*Task input:*

use commons::{AdminCap, ContractResult, CustomContractError, Percentage};
use concordium_std::*;

use crate::external::InitParams;

/// Auction house settings. Mutating any of them requires the [AdminCap].
#[derive(Debug, Serialize, SchemaType, Clone, PartialEq, Eq)]
pub struct HouseConfig {
    /// Minimum time left for counter-bids after any accepted bid.
    pub time_buffer: Duration,
    /// Reserve price for auctions created without an explicit one.
    pub default_reserve_price: Amount,
    /// Required raise of a new bid over the current highest one.
    pub min_bid_increment: Percentage,
    /// Length of newly created auctions.
    pub duration: Duration,
    /// Account receiving the winning bids.
    pub beneficiary: AccountAddress,
    /// While set, bidding and auction creation are rejected.
    pub paused: bool,
}

impl HouseConfig {
    pub fn new(params: InitParams) -> Self {
        Self {
            time_buffer: params.time_buffer,
            default_reserve_price: params.reserve_price,
            min_bid_increment: params.min_bid_increment,
            duration: params.duration,
            beneficiary: params.beneficiary,
            paused: false,
        }
    }

    /// Rejects buffers that can not be added to `now`, those would fail every late bid.
    pub fn set_time_buffer(
        &mut self,
        _cap: &AdminCap,
        time_buffer: Duration,
        now: Timestamp,
    ) -> ContractResult<()> {
        ensure!(
            now.checked_add(time_buffer).is_some(),
            CustomContractError::InvalidDuration
        );
        self.time_buffer = time_buffer;
        Ok(())
    }

    pub fn set_default_reserve_price(&mut self, _cap: &AdminCap, reserve_price: Amount) {
        self.default_reserve_price = reserve_price;
    }

    pub fn set_min_bid_increment(&mut self, _cap: &AdminCap, increment: Percentage) {
        self.min_bid_increment = increment;
    }

    pub fn set_duration(&mut self, _cap: &AdminCap, duration: Duration) {
        self.duration = duration;
    }

    pub fn set_beneficiary(&mut self, _cap: &AdminCap, beneficiary: AccountAddress) {
        self.beneficiary = beneficiary;
    }

    /// Returns `false` if the house was already paused.
    pub fn pause(&mut self, _cap: &AdminCap) -> bool {
        !core::mem::replace(&mut self.paused, true)
    }

    /// Returns `false` if the house was not paused.
    pub fn unpause(&mut self, _cap: &AdminCap) -> bool {
        core::mem::replace(&mut self.paused, false)
    }

    /// Reserve price of a new auction, falling back to the default on `None` or zero.
    pub fn reserve_price_or_default(&self, reserve_price: Option<Amount>) -> Amount {
        match reserve_price {
            Some(price) if price > Amount::zero() => price,
            _ => self.default_reserve_price,
        }
    }
}

#[concordium_cfg_test]
mod tests {
    use super::*;
    use commons::Authority;
    use test_infrastructure::*;

    const ADMIN: AccountAddress = AccountAddress([1; 32]);

    fn now() -> Timestamp {
        Timestamp::from_timestamp_millis(1_000_000)
    }

    fn default_config() -> HouseConfig {
        HouseConfig::new(InitParams {
            time_buffer: Duration::from_seconds(900),
            reserve_price: Amount::from_micro_ccd(100_000),
            min_bid_increment: Percentage::from_percent(5),
            duration: Duration::from_seconds(86_400),
            beneficiary: ADMIN,
        })
    }

    #[concordium_test]
    fn test_setters_with_capability() {
        let mut state_builder = TestStateBuilder::new();
        let authority = Authority::new(&mut state_builder, Address::Account(ADMIN));
        let cap = authority
            .admin_cap(&Address::Account(ADMIN))
            .expect_report("Admin should hold the capability");

        let mut config = default_config();
        config
            .set_time_buffer(&cap, Duration::from_seconds(1_800), now())
            .expect_report("Buffer should be accepted");
        config.set_default_reserve_price(&cap, Amount::from_micro_ccd(200_000));
        config.set_min_bid_increment(&cap, Percentage::from_percent(10));
        config.set_duration(&cap, Duration::from_seconds(3_600));

        claim_eq!(config.time_buffer, Duration::from_seconds(1_800));
        claim_eq!(config.default_reserve_price, Amount::from_micro_ccd(200_000));
        claim_eq!(config.min_bid_increment, Percentage::from_percent(10));
        claim_eq!(config.duration, Duration::from_seconds(3_600));
    }

    #[concordium_test]
    fn test_overflowing_time_buffer_rejected() {
        let mut state_builder = TestStateBuilder::new();
        let authority = Authority::new(&mut state_builder, Address::Account(ADMIN));
        let cap = authority
            .admin_cap(&Address::Account(ADMIN))
            .expect_report("Admin should hold the capability");

        let mut config = default_config();
        claim_eq!(
            config.set_time_buffer(&cap, Duration::from_millis(u64::MAX), now()),
            Err(CustomContractError::InvalidDuration)
        );
        claim_eq!(config.time_buffer, Duration::from_seconds(900));

        let largest = Duration::from_millis(u64::MAX - now().timestamp_millis());
        claim_eq!(config.set_time_buffer(&cap, largest, now()), Ok(()));
        claim_eq!(config.time_buffer, largest);
    }

    #[concordium_test]
    fn test_pause_toggle() {
        let mut state_builder = TestStateBuilder::new();
        let authority = Authority::new(&mut state_builder, Address::Account(ADMIN));
        let cap = authority
            .admin_cap(&Address::Account(ADMIN))
            .expect_report("Admin should hold the capability");

        let mut config = default_config();
        claim!(config.pause(&cap));
        claim!(config.paused);
        claim!(!config.pause(&cap), "Pausing twice is a no-op");
        claim!(config.unpause(&cap));
        claim!(!config.paused);
        claim!(!config.unpause(&cap));
    }

    #[concordium_test]
    fn test_reserve_price_fallback() {
        let config = default_config();

        claim_eq!(
            config.reserve_price_or_default(None),
            Amount::from_micro_ccd(100_000)
        );
        claim_eq!(
            config.reserve_price_or_default(Some(Amount::zero())),
            Amount::from_micro_ccd(100_000)
        );
        claim_eq!(
            config.reserve_price_or_default(Some(Amount::from_micro_ccd(5))),
            Amount::from_micro_ccd(5)
        );
    }
}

*Work order:* Scan the preceding listing for lines that contain the word "zero". Give only how many there are.

*Solution for this exercise:* 3